The work interrogates gender-based violence by showing its multiple hues there isn’t one way to rape, just as there isn’t one type of victim, abuser or setting.
This is not new information and Fonseca isn’t interested in throwing statistics at her audience. Her objective is to raise awareness on deeprooted societal traumas and systematic oppression, and open up the conversation.
“I was frustrated at the fact that conversations around gender-based violence and rape culture were not happening. I’d be labelled crazy sometimes among groups where I would bring the subject up and people would very clearly and very quickly dismiss it. I would get enraged that even intellectual groups that you hope are emotionally intelligent can t discuss this. So we’re bringing the subject to the people,” Fonseca says.
She is coming into this from a very personal place. In devising the play with collaborator and actress Asia McDonald and author and multimedia journalist Phumlani Pikoli as co-writer, Fonseca has distilled personal experiences to find healing.
“I believe in the power of healing through theatre. I love working with actors with stories to tell, embarking on a process of healing together, where we create safe and comfortable places to talk and create. Asia has had a lot of pain to process. She has said how she can breathe easier and talk about things a lot easier now as a result of having to release every day through rehearsal.
“What I’m discussing in this play is the reality of things, the possibility of a healing process and what needs to change in our minds,” says Fonseca.
The Same Pain is structured as a layered one-woman show telling real stories of power dynamics, substance abuse, bias politics, corrupt legal systems and defencelessness. With a multimedia approach, it has a strong visual and aural supportive language.

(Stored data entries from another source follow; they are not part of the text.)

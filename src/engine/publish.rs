//! engine::publish
//!
//! Push a freshly synced feature branch.
//!
//! When the branch already tracks `<remote>/<branch>` the push uses
//! `--force-with-lease`, since a rebase rewrote it. Otherwise the branch is
//! pushed to a same-named remote branch and set as upstream. Push failures
//! are returned as-is; nothing is retried.

use std::path::Path;

use super::SyncError;
use crate::core::config::Config;
use crate::git::Vcs;
use crate::ui::output::{self, Verbosity};

/// How the branch was pushed.
#[derive(Debug, Clone, Copy, PartialEq, Eq)]
pub enum PushKind {
    /// Over an existing upstream, with a lease.
    ForceWithLease,
    /// First push (or upstream pointed elsewhere); upstream now set.
    SetUpstream,
}

/// Push the branch checked out in `dir` to the configured remote.
pub fn publish<V: Vcs + ?Sized>(
    vcs: &V,
    config: &Config,
    dir: &Path,
    verbosity: Verbosity,
) -> Result<PushKind, SyncError> {
    let branch = vcs.current_branch(dir)?.ok_or(SyncError::DetachedHead)?;
    if config.is_base_branch(&branch) {
        return Err(SyncError::SubmitBaseBranch(branch.to_string()));
    }

    let expected = branch.on_remote(config.remote());
    let upstream = vcs.upstream(dir)?;
    tracing::debug!(%branch, ?upstream, %expected, "publishing");

    let kind = if upstream.as_deref() == Some(expected.as_str()) {
        output::print(format!("Pushing {} (force-with-lease)...", branch), verbosity);
        vcs.push_force_with_lease(dir, verbosity.run_mode())
            .map_err(SyncError::Push)?;
        PushKind::ForceWithLease
    } else {
        if let Some(other) = &upstream {
            output::warn(
                format!("{} tracks {}; pushing to {} instead", branch, other, expected),
                verbosity,
            );
        }
        output::print(format!("Pushing {} to {}...", branch, expected), verbosity);
        vcs.push_set_upstream(dir, config.remote(), verbosity.run_mode())
            .map_err(SyncError::Push)?;
        PushKind::SetUpstream
    };

    output::success(format!("Submitted {}", branch), verbosity);
    Ok(kind)
}

#[cfg(test)]
mod tests {
    use super::*;
    use crate::core::types::BranchName;
    use crate::git::mock::{FailOn, MockCopy, MockOperation, MockVcs};

    const DIR: &str = "/src/app";

    fn config() -> Config {
        Config::new(BranchName::new("main").unwrap(), "origin")
    }

    #[test]
    fn tracked_branch_is_force_pushed_with_lease() {
        let vcs = MockVcs::new().with_copy(DIR, MockCopy::on_branch("feature").tracking("origin/feature"));
        let kind = publish(&vcs, &config(), Path::new(DIR), Verbosity::Quiet).unwrap();
        assert_eq!(kind, PushKind::ForceWithLease);
        assert_eq!(
            vcs.operations(),
            vec![MockOperation::PushForceWithLease { dir: DIR.into() }]
        );
    }

    #[test]
    fn untracked_branch_sets_upstream() {
        let vcs = MockVcs::new().with_copy(DIR, MockCopy::on_branch("feature"));
        let kind = publish(&vcs, &config(), Path::new(DIR), Verbosity::Quiet).unwrap();
        assert_eq!(kind, PushKind::SetUpstream);
        assert_eq!(
            vcs.upstream(Path::new(DIR)).unwrap().as_deref(),
            Some("origin/feature")
        );
    }

    #[test]
    fn mismatched_upstream_is_repointed() {
        let vcs = MockVcs::new().with_copy(DIR, MockCopy::on_branch("feature").tracking("origin/main"));
        let kind = publish(&vcs, &config(), Path::new(DIR), Verbosity::Quiet).unwrap();
        assert_eq!(kind, PushKind::SetUpstream);
    }

    #[test]
    fn base_branch_is_refused() {
        let vcs = MockVcs::new().with_copy(DIR, MockCopy::on_branch("main"));
        let err = publish(&vcs, &config(), Path::new(DIR), Verbosity::Quiet).unwrap_err();
        assert!(matches!(err, SyncError::SubmitBaseBranch(_)));
        assert!(vcs.operations().is_empty());
    }

    #[test]
    fn push_failure_is_fatal() {
        let vcs = MockVcs::new()
            .with_copy(DIR, MockCopy::on_branch("feature"))
            .fail_on(FailOn::Push);
        let err = publish(&vcs, &config(), Path::new(DIR), Verbosity::Quiet).unwrap_err();
        assert!(matches!(err, SyncError::Push(_)));
        assert_eq!(vcs.operations().len(), 1);
    }
}
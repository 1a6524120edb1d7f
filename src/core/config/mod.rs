//! core::config
//!
//! Where to rebase onto, layered from built-in defaults and two TOML files.
//!
//! Each layer overrides only the fields it sets, later layers winning:
//! 1. Defaults: `base_branch = "main"`, `remote = "origin"`
//! 2. Global file, top-level fields
//! 3. Global file, `[repos.<name>]` for this repository
//! 4. Repo file `.wt.toml` in the main worktree root
//!
//! The global file is the first of:
//! 1. `$WT_CONFIG` if set
//! 2. `$XDG_CONFIG_HOME/wt/config.toml`
//! 3. `~/.config/wt/config.toml`
//!
//! ```no_run
//! use wtsync::core::config::Config;
//! use std::path::Path;
//!
//! let config = Config::load(Path::new("/src/billing")).unwrap();
//! println!("rebasing onto {}", config.base_ref());
//! ```

pub mod schema;

pub use schema::{GlobalConfig, SyncSettings};

use std::fs;
use std::path::{Path, PathBuf};

use serde::de::DeserializeOwned;
use thiserror::Error;

use crate::core::types::BranchName;

/// Name of the repo-local config file.
pub const REPO_CONFIG_FILE: &str = ".wt.toml";

const DEFAULT_BASE_BRANCH: &str = "main";
const DEFAULT_REMOTE: &str = "origin";

/// Branch names always treated as shared history, whatever the config says.
const ALWAYS_SHARED: [&str; 2] = ["main", "master"];

#[derive(Debug, Error)]
pub enum ConfigError {
    #[error("cannot read {}: {source}", path.display())]
    ReadError {
        path: PathBuf,
        source: std::io::Error,
    },

    #[error("{}: {message}", path.display())]
    ParseError { path: PathBuf, message: String },

    #[error("invalid config value: {0}")]
    InvalidValue(String),
}

/// Resolved configuration for one repository.
#[derive(Debug, Clone, PartialEq, Eq)]
pub struct Config {
    base_branch: BranchName,
    remote: String,
    sources: Vec<PathBuf>,
}

impl Config {
    /// Build a config directly, bypassing files.
    pub fn new(base_branch: BranchName, remote: impl Into<String>) -> Self {
        Self {
            base_branch,
            remote: remote.into(),
            sources: Vec::new(),
        }
    }

    /// Load configuration for the repository whose main worktree is
    /// `main_worktree`, from the default global location.
    ///
    /// Missing files are not an error (defaults are used).
    pub fn load(main_worktree: &Path) -> Result<Self, ConfigError> {
        Self::load_with(global_config_path().as_deref(), main_worktree)
    }

    /// Load configuration with an explicit global config path.
    pub fn load_with(global: Option<&Path>, main_worktree: &Path) -> Result<Self, ConfigError> {
        let mut settings = SyncSettings {
            base_branch: Some(DEFAULT_BASE_BRANCH.to_string()),
            remote: Some(DEFAULT_REMOTE.to_string()),
        };
        let mut sources = Vec::new();

        if let Some(path) = global.filter(|p| p.exists()) {
            let global: GlobalConfig = read_toml(path)?;
            global.validate()?;
            settings.overlay(&global.defaults);

            let repo_name = main_worktree
                .file_name()
                .map(|n| n.to_string_lossy().into_owned());
            if let Some(per_repo) = repo_name.and_then(|name| global.repos.get(&name)) {
                settings.overlay(per_repo);
            }
            sources.push(path.to_path_buf());
        }

        let repo_path = main_worktree.join(REPO_CONFIG_FILE);
        if repo_path.exists() {
            let repo: SyncSettings = read_toml(&repo_path)?;
            repo.validate()?;
            settings.overlay(&repo);
            sources.push(repo_path);
        }

        let base_branch = settings
            .base_branch
            .as_deref()
            .unwrap_or(DEFAULT_BASE_BRANCH);
        let base_branch = BranchName::new(base_branch)
            .map_err(|e| ConfigError::InvalidValue(format!("invalid base_branch: {}", e)))?;

        tracing::debug!(
            base_branch = %base_branch,
            remote = settings.remote.as_deref().unwrap_or(DEFAULT_REMOTE),
            sources = ?sources,
            "loaded config"
        );

        Ok(Self {
            base_branch,
            remote: settings.remote.unwrap_or_else(|| DEFAULT_REMOTE.to_string()),
            sources,
        })
    }

    /// The configured base branch.
    pub fn base_branch(&self) -> &BranchName {
        &self.base_branch
    }

    /// The configured remote name.
    pub fn remote(&self) -> &str {
        &self.remote
    }

    /// Remote-tracking ref of the base branch, e.g. `origin/main`.
    pub fn base_ref(&self) -> String {
        self.base_branch.on_remote(&self.remote)
    }

    /// Whether `branch` is shared history that must only be fast-forwarded.
    ///
    /// True for the configured base branch and for `main`/`master`.
    pub fn is_base_branch(&self, branch: &BranchName) -> bool {
        *branch == self.base_branch || ALWAYS_SHARED.contains(&branch.as_str())
    }

    /// Files that contributed to this config, in the order applied.
    pub fn sources(&self) -> &[PathBuf] {
        &self.sources
    }
}

/// Locate the global config file, if any location is resolvable.
///
/// Returns the first candidate that exists, or the last resolvable candidate
/// when none do.
pub fn global_config_path() -> Option<PathBuf> {
    if let Some(path) = std::env::var_os("WT_CONFIG") {
        return Some(PathBuf::from(path));
    }

    let xdg = std::env::var_os("XDG_CONFIG_HOME").map(|d| PathBuf::from(d).join("wt/config.toml"));
    let home = dirs::home_dir().map(|h| h.join(".config/wt/config.toml"));

    match (xdg, home) {
        (Some(xdg), _) if xdg.exists() => Some(xdg),
        (_, Some(home)) => Some(home),
        (xdg, None) => xdg,
    }
}

fn read_toml<T: DeserializeOwned>(path: &Path) -> Result<T, ConfigError> {
    let contents = fs::read_to_string(path).map_err(|e| ConfigError::ReadError {
        path: path.to_path_buf(),
        source: e,
    })?;

    toml::from_str(&contents).map_err(|e| ConfigError::ParseError {
        path: path.to_path_buf(),
        message: e.to_string(),
    })
}
//! core::ops::sync_state
//!
//! Durable record of an in-flight or paused sync.
//!
//! # Format
//!
//! A single plain-text word at `<git_dir>/wt-sync-state`:
//! - `stashed` - the sync pushed a stash that must be popped on completion
//! - `no` - nothing was stashed
//!
//! Anything else is [`StateError::Corrupt`]; the store never guesses.
//!
//! # Lifecycle
//!
//! Written before the first network call of a feature-branch sync, read by a
//! later `--continue` or `--abort` invocation, deleted on resolution or
//! abort. Presence alone means "a sync is in flight or paused", regardless of
//! whether git still has a rebase in progress.
//!
//! # Example
//!
//! ```
//! use wtsync::core::ops::sync_state::{SyncState, SyncStateStore};
//! # let dir = tempfile::TempDir::new().unwrap();
//!
//! let store = SyncStateStore::at(dir.path().join("wt-sync-state"));
//! store.save(SyncState { stashed: true }).unwrap();
//! assert_eq!(store.load().unwrap(), Some(SyncState { stashed: true }));
//!
//! store.clear().unwrap();
//! assert_eq!(store.load().unwrap(), None);
//! ```

use std::fs;
use std::io::Write;
use std::path::{Path, PathBuf};

use thiserror::Error;

use crate::core::paths::WtPaths;

const STASHED: &str = "stashed";
const NOT_STASHED: &str = "no";

/// Errors from the sync state store.
#[derive(Debug, Error)]
pub enum StateError {
    #[error("sync state i/o error at '{path}': {source}")]
    Io {
        path: PathBuf,
        source: std::io::Error,
    },

    #[error("sync state at '{path}' is corrupt (found {content:?}); run `wt sync --abort` to reset")]
    Corrupt { path: PathBuf, content: String },
}

/// The persisted part of a feature-branch sync.
#[derive(Debug, Clone, Copy, PartialEq, Eq)]
pub struct SyncState {
    /// Whether the sync stashed uncommitted changes.
    pub stashed: bool,
}

impl SyncState {
    fn encode(self) -> &'static str {
        if self.stashed {
            STASHED
        } else {
            NOT_STASHED
        }
    }

    fn decode(content: &str) -> Option<Self> {
        match content.trim() {
            STASHED => Some(Self { stashed: true }),
            NOT_STASHED => Some(Self { stashed: false }),
            _ => None,
        }
    }
}

/// File-backed store for the single [`SyncState`] of one worktree.
#[derive(Debug, Clone)]
pub struct SyncStateStore {
    path: PathBuf,
}

impl SyncStateStore {
    /// Store at the canonical location for a worktree.
    pub fn new(paths: &WtPaths) -> Self {
        Self::at(paths.sync_state_path())
    }

    /// Store at an explicit path.
    pub fn at(path: impl Into<PathBuf>) -> Self {
        Self { path: path.into() }
    }

    /// Location of the record.
    pub fn path(&self) -> &Path {
        &self.path
    }

    /// Persist the record, replacing any previous one.
    ///
    /// Written to a sibling temp file, synced, then renamed over the record
    /// so a crash never leaves a half-written file.
    pub fn save(&self, state: SyncState) -> Result<(), StateError> {
        let io = |source| StateError::Io {
            path: self.path.clone(),
            source,
        };

        let tmp = self.path.with_extension("tmp");
        let mut file = fs::File::create(&tmp).map_err(io)?;
        file.write_all(state.encode().as_bytes()).map_err(io)?;
        file.sync_all().map_err(io)?;
        fs::rename(&tmp, &self.path).map_err(io)?;

        tracing::debug!(path = %self.path.display(), stashed = state.stashed, "saved sync state");
        Ok(())
    }

    /// Read the record, if one exists.
    pub fn load(&self) -> Result<Option<SyncState>, StateError> {
        let content = match fs::read_to_string(&self.path) {
            Ok(content) => content,
            Err(e) if e.kind() == std::io::ErrorKind::NotFound => return Ok(None),
            Err(source) => {
                return Err(StateError::Io {
                    path: self.path.clone(),
                    source,
                })
            }
        };

        SyncState::decode(&content)
            .map(Some)
            .ok_or_else(|| StateError::Corrupt {
                path: self.path.clone(),
                content,
            })
    }

    /// Check whether a record exists.
    pub fn exists(&self) -> bool {
        self.path.exists()
    }

    /// Delete the record. Deleting a missing record is not an error.
    pub fn clear(&self) -> Result<(), StateError> {
        match fs::remove_file(&self.path) {
            Ok(()) => {
                tracing::debug!(path = %self.path.display(), "cleared sync state");
                Ok(())
            }
            Err(e) if e.kind() == std::io::ErrorKind::NotFound => Ok(()),
            Err(source) => Err(StateError::Io {
                path: self.path.clone(),
                source,
            }),
        }
    }
}
//! cli::commands
//!
//! One handler per subcommand. A handler opens a [`Session`] (which takes
//! the repository lock), runs the engine and prints what happened. The
//! repository is only changed by the engine.

mod submit;
mod sync;

pub use submit::submit;
pub use sync::sync;

use std::path::PathBuf;

use anyhow::{Context as _, Result};

use super::args::Command;
use crate::core::config::Config;
use crate::core::ops::{RepoLock, SyncStateStore};
use crate::core::paths::WtPaths;
use crate::engine::Context;
use crate::git::Git;

pub fn dispatch(command: Command, ctx: &Context) -> Result<()> {
    match command {
        Command::Sync {
            continue_,
            abort,
            all,
        } => sync(ctx, continue_, abort, all),
        Command::Submit { continue_, abort } => submit(ctx, continue_, abort),
    }
}

/// Everything a mutating command needs, resolved from the working directory.
///
/// The repository lock is held until the session is dropped.
pub(crate) struct Session {
    /// Root of the worktree the command runs in.
    pub workdir: PathBuf,
    pub config: Config,
    pub store: SyncStateStore,
    _lock: RepoLock,
}

impl Session {
    pub fn open(ctx: &Context) -> Result<Self> {
        let cwd = match &ctx.cwd {
            Some(cwd) => cwd.clone(),
            None => std::env::current_dir().context("cannot read the current directory")?,
        };

        let git = Git::open(&cwd)?;
        let info = git.info()?;
        let paths = WtPaths::from_repo_info(&info);
        let main_worktree = git.main_worktree()?;

        let config = Config::load(&main_worktree)?;
        let lock = RepoLock::acquire(&paths)?;

        Ok(Self {
            workdir: info.work_dir,
            config,
            store: SyncStateStore::new(&paths),
            _lock: lock,
        })
    }
}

Fonseca has roped in band mate Nthato Mokgata, aka Spoek Mathambo, as sound designer. The two are part of the Pan-African electro band Batuk.
Aesthetically, Fonseca’s work has the qualities of avantgarde theatre and installationbased performance art. She created Sent with US-based SA actress Phumzile Sitole, which got rave reviews locally and travelled to New York in October 2014.
She is bringing her powerful Modjadji The African Rain —
Queen, which she created with co-director Mandla Mbothwe, Mokgata and Iman Isaacs to Johannesburg in June 2019.
“I really like visceral theatre. I like to give the audience something that is sensorial and experiential. I try to create as many metaphors in my work as possible. I have always been attracted to avant-garde practitioners like Robert Wilson, who has worked a lot with performance artist Marina Abramovic, who I really appreciate,” Fonseca says.
Her thematic focus for nearly a decade has been on SA’s historical and current societal traumas, and it has revealed to her that “SA’s historic injustices are a septic wound that hasn’t fully healed, but keeps on getting dressed and re-dressed”.
This reiterates a point Pumla Dineo Gqola raises in her book, Rape: A South African Nightmare, that the history of rape cannot be separated from the history of slavery, colonialism and race science.
In speaking of the portrayal and interrogation of sexual violence on stage, one can’t ignore the sexual violence that has taken place in performance or theatre spaces either.
However, Relativity, Tshepang, Niqabi Ninja and The Same Pain exist to show us and remind us of the violent masculinities in our societies and to inspire inner strength, healing and survival among the violated and surviving.